***** THE RECORDS *****

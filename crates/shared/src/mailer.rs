use anyhow::{Context, Result};
use base64::Engine;
use reqwest::Client;
use serde::Serialize;
use std::path::Path;

use crate::render::DigestRenderer;

const API_URL: &str = "https://api.resend.com/emails";

#[derive(Debug, Serialize)]
pub struct Attachment {
    pub filename: String,
    /// Base64-encoded file body
    pub content: String,
}

#[derive(Debug, Serialize)]
pub struct EmailRequest {
    pub from: String,
    pub to: Vec<String>,
    pub subject: String,
    pub html: String,
    #[serde(skip_serializing_if = "Vec::is_empty")]
    pub attachments: Vec<Attachment>,
}

impl EmailRequest {
    pub fn digest(from: &str, recipients: &[String], date: &str, html: String) -> Result<Self> {
        ensure_recipients(recipients)?;
        Ok(Self {
            from: from.to_string(),
            to: recipients.to_vec(),
            subject: DigestRenderer::subject(date),
            html,
            attachments: Vec::new(),
        })
    }

    pub fn podcast(from: &str, recipients: &[String], date: &str, audio: &[u8]) -> Result<Self> {
        ensure_recipients(recipients)?;
        let html = format!(
            "<h1>Your Intel Digest audio briefing is ready</h1>\n\
             <p>Today's key developments in SAR, aviation, maritime, and the wider safety equipment industry.</p>\n\
             <p>Date: {}</p>\n\
             <p>The audio file is attached to this email.</p>\n\
             <hr>\n\
             <p style=\"color: #666; font-size: 12px;\">Generated by Intel Digest</p>",
            date
        );
        Ok(Self {
            from: from.to_string(),
            to: recipients.to_vec(),
            subject: format!("Intel Digest Audio - {}", date),
            html,
            attachments: vec![Attachment {
                filename: format!("intel-digest-{}.mp3", date),
                content: base64::engine::general_purpose::STANDARD.encode(audio),
            }],
        })
    }
}

fn ensure_recipients(recipients: &[String]) -> Result<()> {
    if recipients.is_empty() {
        anyhow::bail!(
            "No digest recipients configured. Set DIGEST_EMAIL_TO or the digest_recipients setting."
        );
    }
    Ok(())
}

pub struct ResendMailer {
    client: Client,
    api_key: String,
    from: String,
}

impl ResendMailer {
    pub fn new(api_key: String, from: String) -> Result<Self> {
        let client = Client::builder()
            .timeout(std::time::Duration::from_secs(60))
            .build()
            .context("Failed to create HTTP client")?;

        Ok(Self {
            client,
            api_key,
            from,
        })
    }

    pub async fn send_digest(&self, date: &str, recipients: &[String], html: String) -> Result<()> {
        let request = EmailRequest::digest(&self.from, recipients, date, html)?;
        self.send(&request).await
    }

    pub async fn send_podcast(
        &self,
        date: &str,
        recipients: &[String],
        audio_path: &Path,
    ) -> Result<()> {
        let audio = tokio::fs::read(audio_path)
            .await
            .with_context(|| format!("Failed to read audio file: {}", audio_path.display()))?;
        let request = EmailRequest::podcast(&self.from, recipients, date, &audio)?;
        self.send(&request).await
    }

    async fn send(&self, request: &EmailRequest) -> Result<()> {
        let response = self
            .client
            .post(API_URL)
            .bearer_auth(&self.api_key)
            .json(request)
            .send()
            .await
            .context("Failed to send request to Resend API")?;

        let status = response.status();
        if !status.is_success() {
            let error_text = response
                .text()
                .await
                .unwrap_or_else(|_| String::from("unknown error"));
            anyhow::bail!("Resend API returned error: {} - {}", status, error_text);
        }

        tracing::info!(recipients = request.to.len(), subject = %request.subject, "Email accepted");
        Ok(())
    }
}
#[cfg(test)]
mod tests {
    use super::*;
    use chrono::TimeZone;

    const RSS: &str = r#"<?xml version="1.0"?>
<rss version="2.0" xmlns:content="http://purl.org/rss/1.0/modules/content/">
  <channel>
    <title>Maritime Wire</title>
    <link>https://wire.example/</link>
    <item>
      <title>Coast Guard updates EPIRB &amp; PLB guidance</title>
      <link>https://wire.example/epirb</link>
      <pubDate>Sat, 17 Oct 2026 08:00:00 GMT</pubDate>
      <description>Short teaser</description>
      <content:encoded><![CDATA[<p>Full <b>story</b> body.</p>]]></content:encoded>
    </item>
    <item>
      <title>Old news</title>
      <link>https://wire.example/old</link>
      <pubDate>Mon, 01 Jun 2026 08:00:00 GMT</pubDate>
    </item>
    <item>
      <link>/relative</link>
      <description>No title here</description>
    </item>
  </channel>
</rss>"#;

    const ATOM: &str = r#"<?xml version="1.0" encoding="utf-8"?>
<feed xmlns="http://www.w3.org/2005/Atom">
  <title>Aviation Notes</title>
  <entry>
    <title>EASA publishes ELT rule</title>
    <link rel="self" href="https://air.example/self/1"/>
    <link href="https://air.example/elt"/>
    <published>2026-10-16T12:00:00Z</published>
    <updated>2026-10-17T12:00:00Z</updated>
    <summary>Summary text</summary>
  </entry>
</feed>"#;

    fn source() -> FeedSource {
        FeedSource {
            id: 1,
            name: "Maritime Wire".to_string(),
            url: "https://wire.example/feed.xml".to_string(),
            category: "maritime".to_string(),
            enabled: true,
        }
    }

    fn now() -> DateTime<Utc> {
        Utc.with_ymd_and_hms(2026, 10, 18, 9, 0, 0).unwrap()
    }

    // ==================== Parsing Tests ====================

    #[test]
    fn test_parse_rss_items() {
        let entries = parse_feed(RSS).unwrap();
        assert_eq!(entries.len(), 3);
        assert_eq!(
            entries[0].title.as_deref(),
            Some("Coast Guard updates EPIRB & PLB guidance")
        );
        assert_eq!(entries[0].link.as_deref(), Some("https://wire.example/epirb"));
        assert_eq!(entries[0].description.as_deref(), Some("Short teaser"));
        assert_eq!(
            entries[0].content.as_deref(),
            Some("<p>Full <b>story</b> body.</p>")
        );
        assert!(entries[2].title.is_none());
    }

    #[test]
    fn test_channel_fields_are_not_entries() {
        let entries = parse_feed(RSS).unwrap();
        assert!(entries.iter().all(|e| e.title.as_deref() != Some("Maritime Wire")));
    }

    #[test]
    fn test_parse_atom_entry() {
        let entries = parse_feed(ATOM).unwrap();
        assert_eq!(entries.len(), 1);
        assert_eq!(entries[0].link.as_deref(), Some("https://air.example/elt"));
        assert_eq!(entries[0].published.as_deref(), Some("2026-10-16T12:00:00Z"));
        assert_eq!(entries[0].description.as_deref(), Some("Summary text"));
    }

    #[test]
    fn test_parse_malformed_feed_errors() {
        assert!(parse_feed("<rss><channel><item><title>x</item></rss>").is_err());
    }

    #[test]
    fn test_parse_truncated_feed_keeps_complete_items() {
        let xml = "<rss><channel>\
            <item><title>Cospas-Sarsat ground segment update</title>\
            <link>https://sar.example/1</link></item>\
            <item><title>Cut off</item></channel></rss>";
        let entries = parse_feed(xml).unwrap();
        assert_eq!(entries.len(), 1);
        assert_eq!(entries[0].title.as_deref(), Some("Cospas-Sarsat ground segment update"));
        assert_eq!(entries[0].link.as_deref(), Some("https://sar.example/1"));
    }

    #[test]
    fn test_parse_unknown_entity_kept_verbatim() {
        let xml = "<rss><channel><item>\
            <title>Fire&nbsp;safety rules</title>\
            </item></channel></rss>";
        let entries = parse_feed(xml).unwrap();
        assert_eq!(entries[0].title.as_deref(), Some("Fire&nbsp;safety rules"));
    }

    // ==================== Conversion Tests ====================

    #[test]
    fn test_entries_to_items_filters_and_defaults() {
        let entries = parse_feed(RSS).unwrap();
        let cutoff = now() - Duration::days(STALE_AFTER_DAYS);
        let batch = entries_to_items(&source(), entries, &HashSet::new(), cutoff, now());

        assert_eq!(batch.skipped_old, 1);
        assert_eq!(batch.items.len(), 2);

        let first = &batch.items[0];
        assert_eq!(first.url, "https://wire.example/epirb");
        assert!(first.content.contains("Full"));
        assert!(!first.content.contains("<p>"));

        let untitled = &batch.items[1];
        assert_eq!(untitled.title, UNTITLED);
        assert_eq!(untitled.url, "https://wire.example/relative");
        assert_eq!(untitled.published_at, now());
        assert_eq!(untitled.content, "No title here");
    }

    #[test]
    fn test_entries_to_items_skips_seen_urls() {
        let entries = parse_feed(RSS).unwrap();
        let seen: HashSet<String> = ["https://wire.example/epirb".to_string()].into();
        let cutoff = now() - Duration::days(STALE_AFTER_DAYS);
        let batch = entries_to_items(&source(), entries, &seen, cutoff, now());
        assert!(batch.items.iter().all(|i| i.url != "https://wire.example/epirb"));
    }

    #[test]
    fn test_entries_to_items_caps_per_feed() {
        let entries: Vec<FeedEntry> = (0..30)
            .map(|i| FeedEntry {
                link: Some(format!("https://wire.example/{}", i)),
                ..FeedEntry::default()
            })
            .collect();
        let cutoff = now() - Duration::days(STALE_AFTER_DAYS);
        let batch = entries_to_items(&source(), entries, &HashSet::new(), cutoff, now());
        assert_eq!(batch.items.len(), ENTRIES_PER_FEED);
    }

    #[test]
    fn test_truncate_chars_respects_boundaries() {
        assert_eq!(truncate_chars("héllo", 2), "hé");
        assert_eq!(truncate_chars("abc", 10), "abc");
        assert_eq!(truncate_chars("", 3), "");
    }
}
use anyhow::{Context, Result};
use chrono::Utc;
use clap::{Parser, Subcommand};
use shared::telemetry::{init_tracing, level_for};
use shared::{ingest_sources, ClaudeScorer, Config, FeedFetcher, ItemStore, ScoreOutcome};
use tracing::info;

#[derive(Parser)]
#[command(name = "collect-items")]
#[command(about = "Ingest news feeds and score new items for the daily intel digest")]
struct Args {
    /// Enable debug logging
    #[arg(short, long, global = true)]
    verbose: bool,

    /// Emit JSON-formatted log lines
    #[arg(long, global = true)]
    json: bool,

    #[command(subcommand)]
    command: Option<Command>,
}

#[derive(Subcommand)]
enum Command {
    /// Fetch enabled feeds, then score unsummarized items (default)
    Run {
        /// Maximum number of items to score in this run
        #[arg(short, long, default_value = "50")]
        limit: usize,

        /// Only score items already in the store
        #[arg(long)]
        skip_ingest: bool,

        /// Only fetch feeds
        #[arg(long)]
        skip_score: bool,
    },
    /// Add (or update) a feed source
    AddSource {
        /// Display name
        #[arg(short, long)]
        name: String,

        /// RSS or Atom feed URL
        #[arg(short, long)]
        url: String,

        /// Source category passed to the scorer (e.g. maritime, aviation)
        #[arg(short, long, default_value = "")]
        category: String,
    },
    /// Enable or disable a feed source by id
    ToggleSource {
        id: i64,

        #[arg(long)]
        disable: bool,
    },
    /// List configured feed sources
    Sources,
}

#[tokio::main]
async fn main() -> Result<()> {
    let args = Args::parse();
    init_tracing(args.json, level_for(args.verbose));

    let config = Config::from_env()?;
    let store = ItemStore::open(&config.database_path)?;
    info!(db = %config.database_path.display(), "Opened item store");

    match args.command.unwrap_or(Command::Run {
        limit: 50,
        skip_ingest: false,
        skip_score: false,
    }) {
        Command::Run {
            limit,
            skip_ingest,
            skip_score,
        } => run(&config, &store, limit, skip_ingest, skip_score).await,
        Command::AddSource {
            name,
            url,
            category,
        } => {
            let id = store.add_source(&name, &url, &category)?;
            println!("✓ Saved source #{}: {} ({})", id, name, url);
            Ok(())
        }
        Command::ToggleSource { id, disable } => {
            if !store.set_source_enabled(id, !disable)? {
                anyhow::bail!("No source with id {}", id);
            }
            println!(
                "✓ Source #{} {}",
                id,
                if disable { "disabled" } else { "enabled" }
            );
            Ok(())
        }
        Command::Sources => {
            let sources = store.list_sources()?;
            if sources.is_empty() {
                println!("No sources configured. Add one with `collect-items add-source`.");
            }
            for source in sources {
                println!(
                    "  {:>3}) [{}] {} {}{}",
                    source.id,
                    if source.category.is_empty() {
                        "-"
                    } else {
                        source.category.as_str()
                    },
                    source.name,
                    source.url,
                    if source.enabled { "" } else { " (disabled)" }
                );
            }
            Ok(())
        }
    }
}

async fn run(
    config: &Config,
    store: &ItemStore,
    limit: usize,
    skip_ingest: bool,
    skip_score: bool,
) -> Result<()> {
    if !skip_ingest {
        println!("\n📡 Fetching RSS feeds...");
        let fetcher = FeedFetcher::new()?;
        let report = ingest_sources(store, &fetcher, Utc::now())
            .await
            .context("Failed to ingest feeds")?;

        println!(
            "✓ {} sources: {} new items, {} skipped (old)",
            report.sources, report.new_items, report.skipped_old
        );
        if !report.failed_sources.is_empty() {
            println!("\n⚠ Failed to fetch {} sources:", report.failed_sources.len());
            for name in &report.failed_sources {
                println!("  ✗ {}", name);
            }
        }
    }

    if skip_score {
        return Ok(());
    }

    println!("\n🔍 Checking for unsummarized items...");
    let pending = store.unsummarized_items(limit)?;
    if pending.is_empty() {
        println!("No new items to score.");
        return Ok(());
    }
    println!("✓ Found {} items to score", pending.len());

    println!("\n🤖 Scoring items with Claude...");
    println!("  (This may take a minute...)");
    let api_key = config.require_anthropic_key()?.to_string();
    let scorer = ClaudeScorer::new(api_key, config.model.clone())?;
    let results = scorer.score_items_parallel(pending).await;

    let mut scored = 0;
    let mut fallback = 0;
    let mut failed = Vec::new();

    for (item, outcome) in results {
        match outcome {
            ScoreOutcome::Scored(judgment) => {
                store.insert_summary(item.id, &judgment)?;
                scored += 1;
            }
            ScoreOutcome::Fallback(judgment) => {
                store.insert_summary(item.id, &judgment)?;
                fallback += 1;
            }
            ScoreOutcome::Failed(reason) => failed.push((item, reason)),
        }
    }

    println!(
        "✓ Scored {} items ({} with fallback judgment)",
        scored + fallback,
        fallback
    );
    if !failed.is_empty() {
        println!("\n⚠ Failed to score {} items (will retry next run):", failed.len());
        for (item, reason) in &failed {
            println!("  ✗ \"{}\"", item.title);
            println!("    {}", reason);
        }
    }

    Ok(())
}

*****

**TASK TO CARRY OUT**
All lines in the records with the string "Cospas" should be copied out.

**ANSWER FOR THE TASK**
            <item><title>Cospas-Sarsat ground segment update</title>\
        assert_eq!(entries[0].title.as_deref(), Some("Cospas-Sarsat ground segment update"));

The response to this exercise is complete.